INTEGRATING Gifted Education into the Total School Curriculum
School Administrator, April, 1995 by Carolyn R. Cooper
The well-documented problem of boredom that besets highly able children in regular classrooms is ignored and the basic need of all youth at all ability levels for challenging learning experiences is forgotten.
New Insights
From at least five major research and theoretical developmental projects of the past decade, we have learned that the single, global approach to assessing human abilities with intelligence or aptitude tests does not provide sufficient information to understand children's talents or abilities as a prelude and guide to providing appropriate instruction.
Major insights about the development of human talent came first and foremost from the project carried out by Benjamin S. Bloom, author of the 1985 book Developing Talent in Young People, in which human talents in psychomotor, aesthetic, and mathematics-science areas were studied through the years of early development up through world-class achievement by age 35. The results of that project show clearly that early awareness of specific talents on the part of child, parents, and teachers plays a significant role in the talent development process, probably by providing focus for efforts to develop talent.
Howard Gardner's publication of Frames of Mind in 1983 also has had a powerful impact on our thinking about human abilities. The seven intelligences--linguistic, spatial, musical, bodily kinesthetic, logical-mathematical, intrapersonal, and interpersonal--now constitute a new approach to human abilities that recognizes a diversity of potential talents.
Gardner acknowledges that multiple intelligence theory "has not been subjected to strong empirical tests within psychology," but wisely concludes "that many talents, if not intelligences, are overlooked nowadays; individuals with these talents are the chief casualties of the single-minded, single-funneled approach to the mind."
The publication in 1985 of Francoys Gagne's new conception of the linkage between genetically determined abilities that emerge early in the life of a child and the later emergence in childhood and adolescence of specific talents constituted a mile-stone for gifted education.
Gagne showed clearly how the effects of school, home-family, and the general environment surrounding and impacting on a child influence the development of specific talents. This new theoretical conception pointed the way to a new orientation in gifted education calling for programs and services that would address the specific talents, strengths, and needs of "gifted" youth.

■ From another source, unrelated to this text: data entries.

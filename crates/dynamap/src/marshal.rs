//! Attribute marshalers
//!
//! A marshaler owns one attribute type: it coerces assigned values into the
//! attribute's native form and converts them to and from attribute values.
//! Null handling (omit vs. persist) is decided by the attribute, so
//! `serialize` is never called with [`Value::Null`].

use chrono::{DateTime, SecondsFormat, TimeZone, Utc};
use serde_json::{json, Value as JsonValue};
use std::collections::BTreeSet;
use std::fmt;

use dynamap_common::Value;

use crate::wire::{self, MarshalError};

/// Conversion between native values and attribute values for one attribute type.
pub trait Marshaler: Send + Sync + fmt::Debug {
    /// Coerce an assigned value into this attribute's native form.
    fn type_cast(&self, value: Value) -> Result<Value, MarshalError>;

    /// `Ok(None)` leaves the attribute out of the written item.
    fn serialize(&self, value: &Value) -> Result<Option<JsonValue>, MarshalError>;

    fn extract(&self, attr: &JsonValue) -> Result<Value, MarshalError>;
}

fn mismatch(expected: &str, value: &Value) -> MarshalError {
    MarshalError::new(format!("expected {}, got {}", expected, value.type_name()))
}

#[derive(Debug, Clone, Copy, Default)]
pub struct StringMarshaler;

impl Marshaler for StringMarshaler {
    fn type_cast(&self, value: Value) -> Result<Value, MarshalError> {
        match value {
            Value::Null | Value::String(_) => Ok(value),
            Value::Integer(i) => Ok(Value::String(i.to_string())),
            Value::Float(f) => Ok(Value::String(f.to_string())),
            Value::Bool(b) => Ok(Value::String(b.to_string())),
            other => Err(mismatch("string", &other)),
        }
    }

    fn serialize(&self, value: &Value) -> Result<Option<JsonValue>, MarshalError> {
        match value {
            Value::String(s) => Ok(Some(wire::string(s))),
            other => Err(mismatch("string", other)),
        }
    }

    fn extract(&self, attr: &JsonValue) -> Result<Value, MarshalError> {
        match wire::decode(attr)? {
            Value::Integer(i) => Ok(Value::String(i.to_string())),
            value => self.type_cast(value),
        }
    }
}

#[derive(Debug, Clone, Copy, Default)]
pub struct IntegerMarshaler;

impl Marshaler for IntegerMarshaler {
    fn type_cast(&self, value: Value) -> Result<Value, MarshalError> {
        match value {
            Value::Null | Value::Integer(_) => Ok(value),
            Value::String(s) => s
                .trim()
                .parse::<i64>()
                .map(Value::Integer)
                .map_err(|e| MarshalError::new(format!("invalid integer {:?}: {}", s, e))),
            other => Err(mismatch("integer", &other)),
        }
    }

    fn serialize(&self, value: &Value) -> Result<Option<JsonValue>, MarshalError> {
        match value {
            Value::Integer(i) => Ok(Some(wire::number(i))),
            other => Err(mismatch("integer", other)),
        }
    }

    fn extract(&self, attr: &JsonValue) -> Result<Value, MarshalError> {
        self.type_cast(wire::decode(attr)?)
    }
}

#[derive(Debug, Clone, Copy, Default)]
pub struct FloatMarshaler;

impl Marshaler for FloatMarshaler {
    fn type_cast(&self, value: Value) -> Result<Value, MarshalError> {
        match value {
            Value::Null | Value::Float(_) => Ok(value),
            #[allow(clippy::cast_precision_loss)]
            Value::Integer(i) => Ok(Value::Float(i as f64)),
            Value::String(s) => s
                .trim()
                .parse::<f64>()
                .map(Value::Float)
                .map_err(|e| MarshalError::new(format!("invalid float {:?}: {}", s, e))),
            other => Err(mismatch("float", &other)),
        }
    }

    fn serialize(&self, value: &Value) -> Result<Option<JsonValue>, MarshalError> {
        match value {
            Value::Float(f) if f.is_finite() => Ok(Some(wire::float(*f))),
            Value::Float(f) => Err(MarshalError::new(format!("{} cannot be stored", f))),
            other => Err(mismatch("float", other)),
        }
    }

    fn extract(&self, attr: &JsonValue) -> Result<Value, MarshalError> {
        self.type_cast(wire::decode(attr)?)
    }
}

#[derive(Debug, Clone, Copy, Default)]
pub struct BooleanMarshaler;

impl Marshaler for BooleanMarshaler {
    fn type_cast(&self, value: Value) -> Result<Value, MarshalError> {
        match value {
            Value::Null | Value::Bool(_) => Ok(value),
            Value::String(s) => match s.as_str() {
                "true" | "1" => Ok(Value::Bool(true)),
                "false" | "0" => Ok(Value::Bool(false)),
                _ => Err(MarshalError::new(format!("invalid boolean {:?}", s))),
            },
            Value::Integer(i) => Ok(Value::Bool(i != 0)),
            other => Err(mismatch("boolean", &other)),
        }
    }

    fn serialize(&self, value: &Value) -> Result<Option<JsonValue>, MarshalError> {
        match value {
            Value::Bool(b) => Ok(Some(json!({ "BOOL": b }))),
            other => Err(mismatch("boolean", other)),
        }
    }

    fn extract(&self, attr: &JsonValue) -> Result<Value, MarshalError> {
        self.type_cast(wire::decode(attr)?)
    }
}

/// Date-times stored as RFC 3339 strings in UTC
#[derive(Debug, Clone, Copy, Default)]
pub struct DateTimeMarshaler;

impl Marshaler for DateTimeMarshaler {
    fn type_cast(&self, value: Value) -> Result<Value, MarshalError> {
        match value {
            Value::Null | Value::DateTime(_) => Ok(value),
            Value::String(s) => DateTime::parse_from_rfc3339(&s)
                .map(|dt| Value::DateTime(dt.with_timezone(&Utc)))
                .map_err(|e| MarshalError::new(format!("invalid date-time {:?}: {}", s, e))),
            Value::Integer(secs) => from_epoch(secs),
            other => Err(mismatch("datetime", &other)),
        }
    }

    fn serialize(&self, value: &Value) -> Result<Option<JsonValue>, MarshalError> {
        match value {
            Value::DateTime(dt) => Ok(Some(wire::string(
                &dt.to_rfc3339_opts(SecondsFormat::AutoSi, true),
            ))),
            other => Err(mismatch("datetime", other)),
        }
    }

    fn extract(&self, attr: &JsonValue) -> Result<Value, MarshalError> {
        self.type_cast(wire::decode(attr)?)
    }
}

/// Date-times stored as whole seconds since the Unix epoch
#[derive(Debug, Clone, Copy, Default)]
pub struct EpochTimeMarshaler;

impl Marshaler for EpochTimeMarshaler {
    fn type_cast(&self, value: Value) -> Result<Value, MarshalError> {
        DateTimeMarshaler.type_cast(value)
    }

    fn serialize(&self, value: &Value) -> Result<Option<JsonValue>, MarshalError> {
        match value {
            Value::DateTime(dt) => Ok(Some(wire::number(dt.timestamp()))),
            other => Err(mismatch("datetime", other)),
        }
    }

    fn extract(&self, attr: &JsonValue) -> Result<Value, MarshalError> {
        self.type_cast(wire::decode(attr)?)
    }
}

fn from_epoch(secs: i64) -> Result<Value, MarshalError> {
    Utc.timestamp_opt(secs, 0)
        .single()
        .map(Value::DateTime)
        .ok_or_else(|| MarshalError::new(format!("epoch seconds out of range: {}", secs)))
}

#[derive(Debug, Clone, Copy, Default)]
pub struct MapMarshaler;

impl Marshaler for MapMarshaler {
    fn type_cast(&self, value: Value) -> Result<Value, MarshalError> {
        match value {
            Value::Null | Value::Map(_) => Ok(value),
            other => Err(mismatch("map", &other)),
        }
    }

    fn serialize(&self, value: &Value) -> Result<Option<JsonValue>, MarshalError> {
        match value {
            Value::Map(_) => Ok(Some(wire::encode(value))),
            other => Err(mismatch("map", other)),
        }
    }

    fn extract(&self, attr: &JsonValue) -> Result<Value, MarshalError> {
        self.type_cast(wire::decode(attr)?)
    }
}

#[derive(Debug, Clone, Copy, Default)]
pub struct ListMarshaler;

impl Marshaler for ListMarshaler {
    fn type_cast(&self, value: Value) -> Result<Value, MarshalError> {
        match value {
            Value::Null | Value::List(_) => Ok(value),
            Value::StringSet(set) => Ok(Value::List(set.into_iter().map(Value::String).collect())),
            other => Err(mismatch("list", &other)),
        }
    }

    fn serialize(&self, value: &Value) -> Result<Option<JsonValue>, MarshalError> {
        match value {
            Value::List(_) => Ok(Some(wire::encode(value))),
            other => Err(mismatch("list", other)),
        }
    }

    fn extract(&self, attr: &JsonValue) -> Result<Value, MarshalError> {
        self.type_cast(wire::decode(attr)?)
    }
}

/// String sets; an empty set is never written because the store rejects it
#[derive(Debug, Clone, Copy, Default)]
pub struct StringSetMarshaler;

impl Marshaler for StringSetMarshaler {
    fn type_cast(&self, value: Value) -> Result<Value, MarshalError> {
        match value {
            Value::Null | Value::StringSet(_) => Ok(value),
            Value::List(items) => {
                let set: Result<BTreeSet<String>, _> = items
                    .into_iter()
                    .map(|v| match v {
                        Value::String(s) => Ok(s),
                        other => Err(mismatch("string", &other)),
                    })
                    .collect();
                Ok(Value::StringSet(set?))
            }
            other => Err(mismatch("string_set", &other)),
        }
    }

    fn serialize(&self, value: &Value) -> Result<Option<JsonValue>, MarshalError> {
        match value {
            Value::StringSet(set) if set.is_empty() => Ok(None),
            Value::StringSet(_) => Ok(Some(wire::encode(value))),
            other => Err(mismatch("string_set", other)),
        }
    }

    fn extract(&self, attr: &JsonValue) -> Result<Value, MarshalError> {
        self.type_cast(wire::decode(attr)?)
    }
}

/// Number sets; an empty set is never written because the store rejects it
#[derive(Debug, Clone, Copy, Default)]
pub struct NumberSetMarshaler;

impl Marshaler for NumberSetMarshaler {
    fn type_cast(&self, value: Value) -> Result<Value, MarshalError> {
        match value {
            Value::Null => Ok(value),
            Value::NumberSet(numbers) => Ok(Value::NumberSet(wire::normalize_numbers(numbers))),
            Value::List(items) => {
                let numbers: Result<Vec<f64>, _> = items
                    .iter()
                    .map(|v| v.as_f64().ok_or_else(|| mismatch("number", v)))
                    .collect();
                Ok(Value::NumberSet(wire::normalize_numbers(numbers?)))
            }
            other => Err(mismatch("number_set", &other)),
        }
    }

    fn serialize(&self, value: &Value) -> Result<Option<JsonValue>, MarshalError> {
        match value {
            Value::NumberSet(set) if set.is_empty() => Ok(None),
            Value::NumberSet(_) => Ok(Some(wire::encode(value))),
            other => Err(mismatch("number_set", other)),
        }
    }

    fn extract(&self, attr: &JsonValue) -> Result<Value, MarshalError> {
        self.type_cast(wire::decode(attr)?)
    }
}

#[derive(Debug, Clone, Copy, Default)]
pub struct BinaryMarshaler;

impl Marshaler for BinaryMarshaler {
    fn type_cast(&self, value: Value) -> Result<Value, MarshalError> {
        match value {
            Value::Null | Value::Bytes(_) => Ok(value),
            Value::String(s) => Ok(Value::Bytes(s.into_bytes())),
            other => Err(mismatch("bytes", &other)),
        }
    }

    fn serialize(&self, value: &Value) -> Result<Option<JsonValue>, MarshalError> {
        match value {
            Value::Bytes(b) => Ok(Some(wire::binary(b))),
            other => Err(mismatch("bytes", other)),
        }
    }

    fn extract(&self, attr: &JsonValue) -> Result<Value, MarshalError> {
        self.type_cast(wire::decode(attr)?)
    }
}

It also renewed the thrust, already in progress then, to shift away from the terminology of "giftedness" toward "talent," "talented," and "talent development."
David H. Feldman's work with prodigies, while limited to the study of children with prodigious capabilities, also highlighted the conception of gifted children as having very specific talents. In a presentation delivered in 1992, Feldman explicated further the relationships among general intelligence, specific skills, and domains of ability. Again the evolving conception is one that focuses on nurturance and development of specific talents.